Print all the records exactly, please.

--- Given data ---

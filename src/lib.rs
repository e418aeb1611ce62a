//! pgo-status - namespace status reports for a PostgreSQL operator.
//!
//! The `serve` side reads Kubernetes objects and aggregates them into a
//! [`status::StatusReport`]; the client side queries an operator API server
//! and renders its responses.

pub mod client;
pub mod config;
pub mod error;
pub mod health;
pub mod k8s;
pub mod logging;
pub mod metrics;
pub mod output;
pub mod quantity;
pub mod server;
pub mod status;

---

**Answer for the task**
filename src/lib.rs
repository e418aeb1611ce62a
//! pgo-status - namespace status reports for a PostgreSQL operator.
//!
//! The `serve` side reads Kubernetes objects and aggregates them into a
//! [`status::StatusReport`]; the client side queries an operator API server
//! and renders its responses.

pub mod client;
pub mod config;
pub mod error;
pub mod health;
pub mod k8s;
pub mod logging;
pub mod metrics;
pub mod output;
pub mod quantity;
pub mod server;
pub mod status;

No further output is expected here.